Peripheral arterial disease (PAD) is characterized by insufficient oxygen (O2) supply secondary to reduced blood flow, which provides a unique model to assess the effects of chronic limited O2 delivery on skeletal muscle oxidative capacity. Previous evidence, collected in vivo, suggests that reductions in peak mitochondrial ATP synthesis rates (Vmax) in the skeletal muscle of PAD patients can be attributed to the disease-related impairment in O2 supply, while in vitro assessments have revealed deficits in mitochondrial respiration (JO2) despite ample O2 supply, thereby alluding to defective mitochondrial function as a potential factor in PAD pathology. PURPOSE: To determine the extent to which O2 supply and intrinsic mitochondrial deficits play a role in PAD by combining both in vivo and in vitro assessments of skeletal muscle mitochondrial function. METHODS: Phosphorus magnetic resonance spectroscopy (31P-MRS) and Doppler ultrasound were combined to examine the effect of superimposing reactive hyperemia (RH), induced by a period of brief ischemia during the last 30s of exercise, compared to free-flow conditions (FF) on O2 delivery and Vmax in the calf muscle of 10 PAD patients and 10 physical activity-matched healthy controls (HC). Complex I and II, State 3 JO2 was assessed in vitro on muscle biopsies from the medial gastrocnemius. RESULTS: RH significantly increased post-exercise limb blood flow in HC (FF: 874 ± 271; RH: 1204 ± 284 ml.min-1, P<0.05) with a corresponding improvement in Vmax (FF: 14 ± 3; RH: 19 ± 4 mM.min-1, P<0.05). In contrast, in PAD patients there were no differences in initial post-exercise limb blood flow (FF: 379 ± 136; RH: 441 ± 112 ml.min-1) or Vmax (FF: 11 ± 4; RH: 11 ± 3 mM.min-1). Interestingly, State 3 JO2 assessed in vitro was not different between HC and PAD patients (HC: 24 ± 7; PAD: 25 ± 5 pmol/sec/mg).

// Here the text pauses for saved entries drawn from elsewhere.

use super::*;
use crate::error::BoardError;
use crate::mapping::ColumnMap;
use crate::value::{ScalarValue, UpdatePayload};

const JOBS: ColumnMap = ColumnMap::new(&["title", "salary", "equity"], &[]);
const COMPANIES: ColumnMap = ColumnMap::new(
    &["name", "description", "numEmployees", "logoUrl"],
    &[("numEmployees", "num_employees"), ("logoUrl", "logo_url")],
);

// ==================== set_clause ====================

#[test]
fn set_clause_one_term_per_key_in_order() {
    let mut payload = UpdatePayload::new();
    payload
        .set("title", "Baker")
        .set("salary", 52000_i64)
        .set("equity", ScalarValue::Numeric("0.1".parse().unwrap()));

    let clause = set_clause(&payload, &JOBS).unwrap();
    assert_eq!(
        clause.render(1),
        r#""title" = $1, "salary" = $2, "equity" = $3"#
    );
    assert_eq!(clause.param_count(), payload.len());
    assert_eq!(
        clause.params(),
        &[
            ScalarValue::Text("Baker".into()),
            ScalarValue::Int(52000),
            ScalarValue::Numeric("0.1".parse().unwrap()),
        ]
    );
}

#[test]
fn set_clause_respects_start_index() {
    let mut payload = UpdatePayload::new();
    payload.set("title", "x").set("salary", 1_i64);

    let clause = set_clause(&payload, &JOBS).unwrap();
    assert_eq!(clause.render(3), r#""title" = $3, "salary" = $4"#);
}

#[test]
fn set_clause_uses_alias_table() {
    let mut payload = UpdatePayload::new();
    payload.set("numEmployees", 12_i64);

    let clause = set_clause(&payload, &COMPANIES).unwrap();
    assert_eq!(clause.render(1), r#""num_employees" = $1"#);
}

#[test]
fn set_clause_empty_payload_fails() {
    let err = set_clause(&UpdatePayload::new(), &JOBS).unwrap_err();
    assert!(matches!(err, BoardError::EmptyPayload));
}

#[test]
fn set_clause_rejects_disallowed_field_regardless_of_size() {
    // Single disallowed key.
    let mut payload = UpdatePayload::new();
    payload.set("id", 99_i64);
    assert!(matches!(
        set_clause(&payload, &JOBS).unwrap_err(),
        BoardError::ColumnNotAllowed { field } if field == "id"
    ));

    // Same key buried in an otherwise valid payload.
    let mut payload = UpdatePayload::new();
    payload.set("title", "x").set("companyHandle", "c9");
    assert!(matches!(
        set_clause(&payload, &JOBS).unwrap_err(),
        BoardError::ColumnNotAllowed { field } if field == "companyHandle"
    ));
}

#[test]
fn set_clause_never_assigns_a_column_twice() {
    // Postgres rejects multiple assignments to one column (42601), so a
    // payload with a repeated key must come through as a single term.
    let payload: UpdatePayload =
        serde_json::from_str(r#"{"title": "a", "title": "b"}"#).unwrap();
    let clause = set_clause(&payload, &JOBS).unwrap();
    assert_eq!(clause.render(1), r#""title" = $1"#);
    assert_eq!(clause.params(), &[ScalarValue::Text("b".into())]);
}

#[test]
fn set_clause_round_trips_through_column_map() {
    let mut payload = UpdatePayload::new();
    payload.set("numEmployees", 5_i64).set("logoUrl", "https://x.test");

    let clause = set_clause(&payload, &COMPANIES).unwrap();
    let rendered = clause.render(1);

    // Every emitted column re-resolves to the original external field name.
    let mut fields = payload.iter().map(|(f, _)| f);
    for term in rendered.split(", ") {
        let column = term
            .trim_start_matches('"')
            .split('"')
            .next()
            .unwrap();
        assert_eq!(COMPANIES.field_for(column), Some(fields.next().unwrap()));
    }
}

// ==================== FilterBuilder ====================

#[test]
fn filter_contains_is_case_insensitive_substring() {
    let mut f = FilterBuilder::new(&JOBS);
    f.contains("title", Some("JOB")).unwrap();
    let clause = f.finish();
    assert_eq!(clause.render(1), r#""title" ILIKE $1"#);
    assert_eq!(clause.params(), &[ScalarValue::Text("%JOB%".into())]);
}

#[test]
fn filter_at_least_is_inclusive() {
    let mut f = FilterBuilder::new(&JOBS);
    f.at_least("salary", Some(2000)).unwrap();
    let clause = f.finish();
    assert_eq!(clause.render(1), r#""salary" >= $1"#);
    assert_eq!(clause.params(), &[ScalarValue::Int(2000)]);
}

#[test]
fn filter_positive_true_adds_constant_comparison() {
    let mut f = FilterBuilder::new(&JOBS);
    f.positive("equity", Some(true)).unwrap();
    let clause = f.finish();
    assert_eq!(clause.render(1), r#""equity" > 0"#);
    assert_eq!(clause.param_count(), 0);
}

#[test]
fn filter_false_and_absent_flags_are_equivalent() {
    // The ternary-collapses-to-binary policy: false and absent both add no
    // predicate, so the generated queries are identical.
    let mut explicit_false = FilterBuilder::new(&JOBS);
    explicit_false.positive("equity", Some(false)).unwrap();

    let mut absent = FilterBuilder::new(&JOBS);
    absent.positive("equity", None).unwrap();

    let a = explicit_false.finish();
    let b = absent.finish();
    assert!(a.is_empty() && b.is_empty());
    assert_eq!(a.render(1), b.render(1));
}

#[test]
fn filter_absent_criteria_add_nothing() {
    let mut f = FilterBuilder::new(&JOBS);
    f.contains("title", None).unwrap();
    f.at_least("salary", None).unwrap();
    f.positive("equity", None).unwrap();
    assert_eq!(f.term_count(), 0);
    assert!(f.finish().is_empty());
}

#[test]
fn filter_combines_with_and() {
    let mut f = FilterBuilder::new(&JOBS);
    f.contains("title", Some("job")).unwrap();
    f.at_least("salary", Some(1000)).unwrap();
    f.positive("equity", Some(true)).unwrap();

    let clause = f.finish();
    assert_eq!(
        clause.render(1),
        r#""title" ILIKE $1 AND "salary" >= $2 AND "equity" > 0"#
    );
    assert_eq!(
        clause.params(),
        &[
            ScalarValue::Text("%job%".into()),
            ScalarValue::Int(1000),
        ]
    );
}

#[test]
fn filter_numbering_continues_from_start() {
    let mut f = FilterBuilder::new(&JOBS);
    f.contains("title", Some("job")).unwrap();
    f.at_least("salary", Some(1)).unwrap();
    assert_eq!(
        f.finish().render(4),
        r#""title" ILIKE $4 AND "salary" >= $5"#
    );
}

#[test]
fn filter_rejects_unknown_field() {
    let mut f = FilterBuilder::new(&JOBS);
    let err = f.contains("handle", Some("c1")).unwrap_err();
    assert!(matches!(err, BoardError::ColumnNotAllowed { field } if field == "handle"));
}

#[test]
fn filter_builder_is_debuggable() {
    // Builder results show up in unwrap_err/assert messages, so the builder
    // itself must format.
    let f = FilterBuilder::new(&JOBS);
    assert!(format!("{f:?}").contains("FilterBuilder"));
}

#[test]
fn filter_at_most_for_upper_bounds() {
    let mut f = FilterBuilder::new(&COMPANIES);
    f.at_least("numEmployees", Some(10)).unwrap();
    f.at_most("numEmployees", Some(500)).unwrap();
    assert_eq!(
        f.finish().render(1),
        r#""num_employees" >= $1 AND "num_employees" <= $2"#
    );
}

// ==================== QueryAssembler ====================

#[test]
fn assembler_select_with_filter_and_order() {
    let mut f = FilterBuilder::new(&JOBS);
    f.at_least("salary", Some(2000)).unwrap();

    let mut q = QueryAssembler::new("SELECT id, title FROM jobs");
    q.filter(&f.finish());
    q.push(" ORDER BY title");

    let query = q.finish().unwrap();
    assert_eq!(
        query.sql(),
        r#"SELECT id, title FROM jobs WHERE "salary" >= $1 ORDER BY title"#
    );
    assert_eq!(query.params(), &[ScalarValue::Int(2000)]);
}

#[test]
fn assembler_omits_where_for_empty_filter() {
    let f = FilterBuilder::new(&JOBS);
    let mut q = QueryAssembler::new("SELECT id FROM jobs");
    q.filter(&f.finish());
    assert_eq!(q.finish().unwrap().sql(), "SELECT id FROM jobs");
}

#[test]
fn assembler_numbers_across_fragments() {
    let mut payload = UpdatePayload::new();
    payload.set("title", "x").set("salary", 1_i64);

    let mut q = QueryAssembler::new("UPDATE jobs SET ");
    q.append(&set_clause(&payload, &JOBS).unwrap());
    q.push(" WHERE id = ").bind(ScalarValue::Int(42));

    let query = q.finish().unwrap();
    assert_eq!(
        query.sql(),
        r#"UPDATE jobs SET "title" = $1, "salary" = $2 WHERE id = $3"#
    );
    assert_eq!(
        query.params(),
        &[
            ScalarValue::Text("x".into()),
            ScalarValue::Int(1),
            ScalarValue::Int(42),
        ]
    );
}

#[test]
fn assembler_rejects_missing_parameter() {
    let mut q = QueryAssembler::new("SELECT 1 FROM jobs");
    q.push(" WHERE id = $5");
    assert!(matches!(
        q.finish().unwrap_err(),
        BoardError::Contract(_)
    ));
}

#[test]
fn assembler_rejects_gapped_placeholders() {
    let mut q = QueryAssembler::new("SELECT 1 FROM jobs WHERE a = ");
    q.bind(ScalarValue::Int(1));
    q.push(" AND b = $3");
    let err = q.finish().unwrap_err();
    assert!(matches!(err, BoardError::Contract(_)));
}

#[test]
fn params_ref_matches_param_order() {
    let mut q = QueryAssembler::new("SELECT 1 WHERE a = ");
    q.bind(ScalarValue::Int(1));
    q.push(" AND b = ");
    q.bind(ScalarValue::Text("x".into()));
    let query = q.finish().unwrap();
    assert_eq!(query.params_ref().len(), query.params().len());
}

CONCLUSION: As there was no evidence of an intrinsic mitochondrial deficit in PAD patients, assessed in vitro with adequate O2, observations in vivo that post-exercise blood flow was unable to be augmented and metabolic capacity was attenuated strongly implicates O2 supply as the factor limiting mitochondrial function in PAD. Interestingly, these data reveal that O2 supply in vivo also limits metabolic function in HC, but, in this case, vascular function demonstrates greater plasticity.